Work item:
For the listing below, state how many lines include "enum". The number alone is the answer.

(Records to process Opens)

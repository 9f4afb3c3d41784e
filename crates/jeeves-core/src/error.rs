//! Error types for jeeves-core
//!
//! Agent-level failures never surface as `Error`: the dispatcher folds them
//! into [`AgentResponse`](crate::agent::AgentResponse) values. The types here
//! cover the collaborators around the engine (session storage, configuration).

use thiserror::Error;

/// Session store failure
#[derive(Debug, Error)]
pub enum StorageError {
    /// Reading or writing the backing file failed
    #[error("storage io error: {0}")]
    Io(#[from] std::io::Error),

    /// Stored context could not be encoded or decoded
    #[error("storage serialization error: {0}")]
    Serialization(#[from] serde_json::Error),
}

/// Core error type
#[derive(Debug, Error)]
pub enum Error {
    /// Session store failure
    #[error("storage error: {0}")]
    Storage(#[from] StorageError),

    /// Invalid configuration
    #[error("invalid configuration: {field}")]
    InvalidConfig {
        /// Config field name
        field: String,
        /// Detailed message
        message: String,
    },
}

/// Result type alias
pub type Result<T> = std::result::Result<T, Error>;

impl Error {
    /// Message shown to the user by the CLI when start-up fails.
    #[must_use]
    pub fn user_message(&self) -> String {
        match self {
            Error::Storage(e) => format!("Could not access the saved session: {}", e),
            Error::InvalidConfig { field, message } => {
                format!("Configuration error in '{}': {}", field, message)
            }
        }
    }
}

(Records to process Closes)

Task result:
2